Elite Athlete Development Programme Media Release  No: Prime1619

24 Aug 2016

    Embargo: None

Written by: Kyle Gilham


Prime medical team rescues Henri Schoeman’s Olympic bronze

Durban – With South African sport fans celebrating the Olympic bronze medal won by triathlete Henri Schoeman, light has been shone on the combined efforts of a team of Prime Human Performance Institute’s medical experts that played a pivotal role in ensuring the Elite Athlete Development Programme member’s podium performance in Rio de Janeiro.

Having poured much blood, sweat and tears into his build-up to the global sporting spectacle, Schoeman’s Olympic dream hung precariously in the balance just days before the clash after he was struck down by illness.

A common cold turned into a chest infection in the days preceding his all-important Brazilian assignment threatened to undo all the hard work the 24 year-old Durban North athlete had put in during training.
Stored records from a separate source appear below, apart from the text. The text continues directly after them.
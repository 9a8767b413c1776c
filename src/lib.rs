//! bagstat - per-topic size and rate statistics for recorded ROS 2 bags
//!
//! A bag is scanned once, in file order. Each record's payload size is added
//! to its channel's running totals, and the finalized totals are reported
//! sorted by size or message count with throughput figures.
//!
//! ## Module Structure
//!
//! - [`parsers`] - Bag opening, `metadata.yaml` parsing and MCAP record readers
//! - [`analysis`] - Streaming aggregation of records into a log summary
//! - [`report`] - Sorting, unit scaling and formatting of summaries
//! - [`units`] - Size units and number formatting
//! - [`settings`] - User settings persistence

pub mod analysis;
pub mod parsers;
pub mod report;
pub mod settings;
pub mod units;
pub mod bag;
pub mod memory;
pub mod metadata;
pub mod storage;
pub mod types;

pub use bag::{Bag, SequentialReader};
pub use memory::MemoryReader;
pub use metadata::BagMetadata;
pub use storage::{McapReader, StorageFile};
pub use types::{ChannelTypes, LogOpenError, LogReader, ReadError, Record, StorageId};
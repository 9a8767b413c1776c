use std::collections::BTreeMap;
use std::path::PathBuf;
use strum::{AsRefStr, EnumString};
use thiserror::Error;

/// Channel name -> declared message type
pub type ChannelTypes = BTreeMap<String, String>;

/// One timestamped, channel-tagged payload read from a log
#[derive(Clone, Debug, PartialEq, Eq)]
pub struct Record {
    pub channel: String,
    pub payload: Vec<u8>,
    /// Nanoseconds, non-decreasing within a well-formed log
    pub timestamp: i64,
}

impl Record {
    pub fn new(channel: impl Into<String>, payload: Vec<u8>, timestamp: i64) -> Self {
        Self {
            channel: channel.into(),
            payload,
            timestamp,
        }
    }

    /// Payload length in bytes
    #[inline]
    pub fn size(&self) -> u64 {
        self.payload.len() as u64
    }
}

/// Storage backends a bag descriptor can name
#[derive(AsRefStr, Clone, Copy, Debug, EnumString, PartialEq, Eq, Default)]
pub enum StorageId {
    #[default]
    #[strum(serialize = "mcap")]
    Mcap,
    #[strum(serialize = "sqlite3")]
    Sqlite3,
}

impl StorageId {
    pub fn name(&self) -> &'static str {
        match self {
            StorageId::Mcap => "MCAP",
            StorageId::Sqlite3 => "SQLite3",
        }
    }

    /// Whether records can be read from this backend
    pub fn is_supported(&self) -> bool {
        matches!(self, StorageId::Mcap)
    }
}

/// Errors that prevent a log from being opened
#[derive(Debug, Error)]
pub enum LogOpenError {
    #[error("Log path not found: {}", .0.display())]
    NotFound(PathBuf),

    #[error("Not a bag directory or .mcap file: {}", .0.display())]
    UnrecognizedPath(PathBuf),

    #[error("Failed to read metadata descriptor {}", .path.display())]
    MetadataRead {
        path: PathBuf,
        #[source]
        source: std::io::Error,
    },

    #[error("Failed to parse metadata descriptor {}", .path.display())]
    MetadataParse {
        path: PathBuf,
        #[source]
        source: serde_yaml::Error,
    },

    #[error("Unsupported storage identifier: {0}")]
    UnsupportedStorage(String),

    #[error("Compressed bags are not supported (compression mode {mode}, format {format})")]
    UnsupportedCompression { mode: String, format: String },

    #[error("Metadata descriptor lists no storage files")]
    NoStorageFiles,

    #[error("Failed to open storage file {}", .path.display())]
    StorageIo {
        path: PathBuf,
        #[source]
        source: std::io::Error,
    },

    #[error("Invalid MCAP container {}", .path.display())]
    Container {
        path: PathBuf,
        #[source]
        source: mcap::McapError,
    },
}

/// Errors raised while reading records from an opened log
#[derive(Debug, Error)]
pub enum ReadError {
    #[error("No more records in log")]
    Exhausted,

    #[error("Failed to decode record")]
    Decode(#[from] mcap::McapError),

    #[error("Record timestamp {0} does not fit a signed 64-bit nanosecond value")]
    TimestampOverflow(u64),
}

/// Sequential, exactly-once record source
///
/// Records are delivered in file order. Callers check [`LogReader::has_next`]
/// before each [`LogReader::read_next`]; reading past the end yields
/// [`ReadError::Exhausted`].
pub trait LogReader {
    /// Channels declared by the log, with their message types
    fn list_channels(&self) -> &ChannelTypes;

    fn has_next(&mut self) -> bool;

    fn read_next(&mut self) -> Result<Record, ReadError>;
}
“For as long as I can remember it has been my dream and goal to be an Olympic medallist and I went into the Olympics with my training being at a near-perfect level,” explains Schoeman. “I was feeling good and confident.”

“When I started feeling the cold/chest infection on the Sunday before my race I remained positive because I was sure that I had more than enough time to recover.

“However, when it got to Wednesday, the day before the race, I was feeling at my worst and I became quite emotional as I could feel my lifelong dream of being an Olympian slip away,” reflects Schoeman.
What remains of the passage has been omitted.